---- Recorded information

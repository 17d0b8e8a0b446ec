//! Core types and data structures for the reconciliation system

use chrono::{NaiveDate, NaiveDateTime};
use serde::{Deserialize, Serialize};
use uuid::Uuid;

/// Which record set an entry belongs to
#[derive(Debug, Clone, Copy, PartialEq, Eq, Hash, Serialize, Deserialize)]
#[serde(rename_all = "snake_case")]
pub enum EntrySide {
    /// Internal accounting records (the ledger being reconciled)
    Ledger,
    /// External bank-provided records (the statement)
    Statement,
}

impl EntrySide {
    /// Short prefix used when deriving entry ids
    pub fn prefix(&self) -> &'static str {
        match self {
            EntrySide::Ledger => "L",
            EntrySide::Statement => "S",
        }
    }
}

impl std::fmt::Display for EntrySide {
    fn fmt(&self, f: &mut std::fmt::Formatter<'_>) -> std::fmt::Result {
        match self {
            EntrySide::Ledger => write!(f, "ledger"),
            EntrySide::Statement => write!(f, "statement"),
        }
    }
}

/// Kind of statement being reconciled, chosen at the start of a run
#[derive(Debug, Clone, Copy, PartialEq, Eq, Hash, Serialize, Deserialize)]
#[serde(rename_all = "snake_case")]
pub enum StatementKind {
    /// Current/checking account extract
    BankAccount,
    /// Credit card statement
    CreditCard,
}

impl std::fmt::Display for StatementKind {
    fn fmt(&self, f: &mut std::fmt::Formatter<'_>) -> std::fmt::Result {
        match self {
            StatementKind::BankAccount => write!(f, "bank_account"),
            StatementKind::CreditCard => write!(f, "credit_card"),
        }
    }
}

/// A single normalized record from either side
///
/// Amounts are signed integers in minor currency units (cents) so that
/// tolerance arithmetic never suffers float drift. Entries are immutable
/// once built by the normalizer.
#[derive(Debug, Clone, PartialEq, Eq, Serialize, Deserialize)]
pub struct Entry {
    /// Identifier derived from side and source row, e.g. `L-3`
    pub id: String,
    /// Date the movement was recorded
    pub date: NaiveDate,
    /// Signed amount in minor units
    pub amount_minor: i64,
    /// Free-text description from the source row
    pub description: String,
    /// Row number in the uploaded file this entry came from
    pub source_row: usize,
}

impl Entry {
    /// Create an entry, deriving its id from side and source row
    pub fn new(
        side: EntrySide,
        source_row: usize,
        date: NaiveDate,
        amount_minor: i64,
        description: String,
    ) -> Self {
        Self {
            id: format!("{}-{}", side.prefix(), source_row),
            date,
            amount_minor,
            description,
            source_row,
        }
    }
}

/// Maximum allowed deviation for two entries to be considered a match
///
/// Supplied once per reconciliation run and immutable for that run. Both
/// bounds are inclusive.
#[derive(Debug, Clone, Copy, PartialEq, Eq, Serialize, Deserialize)]
pub struct ToleranceConfig {
    /// Maximum date distance in days
    pub max_date_delta_days: u32,
    /// Maximum amount distance in minor units
    pub max_amount_delta_minor: i64,
}

impl Default for ToleranceConfig {
    /// 30 days and 200.00 in a two-decimal currency
    fn default() -> Self {
        Self {
            max_date_delta_days: 30,
            max_amount_delta_minor: 20_000,
        }
    }
}

impl ToleranceConfig {
    /// Validate that the configured bounds are usable
    pub fn validate(&self) -> ReconResult<()> {
        if self.max_amount_delta_minor < 0 {
            return Err(ReconError::Validation(
                "amount tolerance cannot be negative".to_string(),
            ));
        }
        Ok(())
    }
}

/// A committed pairing between one ledger entry and one statement entry
///
/// Only the matcher constructs these. No entry ever appears in more than
/// one match result within a run.
#[derive(Debug, Clone, PartialEq, Eq, Serialize, Deserialize)]
pub struct MatchResult {
    pub ledger: Entry,
    pub statement: Entry,
    /// Absolute date distance in days
    pub date_delta_days: u32,
    /// Absolute amount distance in minor units
    pub amount_delta_minor: i64,
}

/// Outcome of a reconciliation run
///
/// Derived from the entry sets and the match set; recomputed each run and
/// never mutated in place. Totals cover all loaded entries, matched or not.
#[derive(Debug, Clone, PartialEq, Eq, Serialize, Deserialize)]
pub struct ReconciliationReport {
    pub matched: Vec<MatchResult>,
    pub unmatched_ledger: Vec<Entry>,
    pub unmatched_statement: Vec<Entry>,
    /// Sum of all ledger entry amounts in minor units
    pub total_ledger: i64,
    /// Sum of all statement entry amounts in minor units
    pub total_statement: i64,
    /// `total_ledger - total_statement`
    pub difference: i64,
}

impl ReconciliationReport {
    /// True when every entry on both sides found a counterpart and the
    /// totals cancel out
    pub fn is_fully_reconciled(&self) -> bool {
        self.unmatched_ledger.is_empty()
            && self.unmatched_statement.is_empty()
            && self.difference == 0
    }
}

/// A persisted reconciliation run, as stored through the [`crate::RunStore`]
/// boundary
#[derive(Debug, Clone, PartialEq, Serialize, Deserialize)]
pub struct ReconciliationRun {
    /// Unique identifier for the run
    pub id: Uuid,
    /// Kind of statement that was reconciled
    pub kind: StatementKind,
    /// Tolerances the run was executed with
    pub tolerance: ToleranceConfig,
    /// The computed report
    pub report: ReconciliationReport,
    /// When the run was executed
    pub executed_at: NaiveDateTime,
}

impl ReconciliationRun {
    /// Wrap a freshly computed report for persistence
    pub fn new(
        kind: StatementKind,
        tolerance: ToleranceConfig,
        report: ReconciliationReport,
    ) -> Self {
        Self {
            id: Uuid::new_v4(),
            kind,
            tolerance,
            report,
            executed_at: chrono::Utc::now().naive_utc(),
        }
    }
}

/// A row-level parse failure reported by the normalizer
///
/// Collected per row; a bad row never aborts the batch.
#[derive(Debug, Clone, PartialEq, Eq, Serialize, Deserialize)]
pub struct RowError {
    /// Row number in the uploaded file
    pub row: usize,
    /// Which field failed to parse (`date` or `amount`)
    pub field: String,
    /// Human-readable description including the offending text
    pub message: String,
}

/// Errors that can occur in the reconciliation system
#[derive(Debug, thiserror::Error)]
pub enum ReconError {
    #[error("Storage error: {0}")]
    Storage(String),
    #[error("Validation error: {0}")]
    Validation(String),
    #[error("Invalid step: expected {expected}, session is at {actual}")]
    InvalidStep { expected: String, actual: String },
    #[error("Run not found: {0}")]
    RunNotFound(Uuid),
    #[error("No parseable {0} entries in the uploaded file")]
    EmptyInput(EntrySide),
    #[error("Export error: {0}")]
    Export(String),
}

/// Result type for reconciliation operations
pub type ReconResult<T> = Result<T, ReconError>;

#[cfg(test)]
mod tests {
    use super::*;

    #[test]
    fn entry_id_derivation() {
        let date = NaiveDate::from_ymd_opt(2024, 3, 1).unwrap();
        let ledger = Entry::new(EntrySide::Ledger, 7, date, 1500, "rent".to_string());
        let statement = Entry::new(EntrySide::Statement, 7, date, 1500, "rent".to_string());
        assert_eq!(ledger.id, "L-7");
        assert_eq!(statement.id, "S-7");
    }

    #[test]
    fn default_tolerance_matches_documented_values() {
        let tol = ToleranceConfig::default();
        assert_eq!(tol.max_date_delta_days, 30);
        assert_eq!(tol.max_amount_delta_minor, 20_000);
        assert!(tol.validate().is_ok());
    }

    #[test]
    fn negative_amount_tolerance_rejected() {
        let tol = ToleranceConfig {
            max_date_delta_days: 0,
            max_amount_delta_minor: -1,
        };
        assert!(matches!(tol.validate(), Err(ReconError::Validation(_))));
    }

    #[test]
    fn report_serializes_round_trip() {
        let report = ReconciliationReport {
            matched: vec![],
            unmatched_ledger: vec![],
            unmatched_statement: vec![],
            total_ledger: 100,
            total_statement: 40,
            difference: 60,
        };
        let json = serde_json::to_string(&report).unwrap();
        let back: ReconciliationReport = serde_json::from_str(&json).unwrap();
        assert_eq!(report, back);
        assert!(!report.is_fully_reconciled());
    }
}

--------

Give an exact copy of the lines above, from the top of the records to the line that contains "(cents) so that", taking in both ends.

repository 17d0b8e8a0b446ec
//! Core types and data structures for the reconciliation system

use chrono::{NaiveDate, NaiveDateTime};
use serde::{Deserialize, Serialize};
use uuid::Uuid;

/// Which record set an entry belongs to
#[derive(Debug, Clone, Copy, PartialEq, Eq, Hash, Serialize, Deserialize)]
#[serde(rename_all = "snake_case")]
pub enum EntrySide {
    /// Internal accounting records (the ledger being reconciled)
    Ledger,
    /// External bank-provided records (the statement)
    Statement,
}

impl EntrySide {
    /// Short prefix used when deriving entry ids
    pub fn prefix(&self) -> &'static str {
        match self {
            EntrySide::Ledger => "L",
            EntrySide::Statement => "S",
        }
    }
}

impl std::fmt::Display for EntrySide {
    fn fmt(&self, f: &mut std::fmt::Formatter<'_>) -> std::fmt::Result {
        match self {
            EntrySide::Ledger => write!(f, "ledger"),
            EntrySide::Statement => write!(f, "statement"),
        }
    }
}

/// Kind of statement being reconciled, chosen at the start of a run
#[derive(Debug, Clone, Copy, PartialEq, Eq, Hash, Serialize, Deserialize)]
#[serde(rename_all = "snake_case")]
pub enum StatementKind {
    /// Current/checking account extract
    BankAccount,
    /// Credit card statement
    CreditCard,
}

impl std::fmt::Display for StatementKind {
    fn fmt(&self, f: &mut std::fmt::Formatter<'_>) -> std::fmt::Result {
        match self {
            StatementKind::BankAccount => write!(f, "bank_account"),
            StatementKind::CreditCard => write!(f, "credit_card"),
        }
    }
}

/// A single normalized record from either side
///
/// Amounts are signed integers in minor currency units (cents) so that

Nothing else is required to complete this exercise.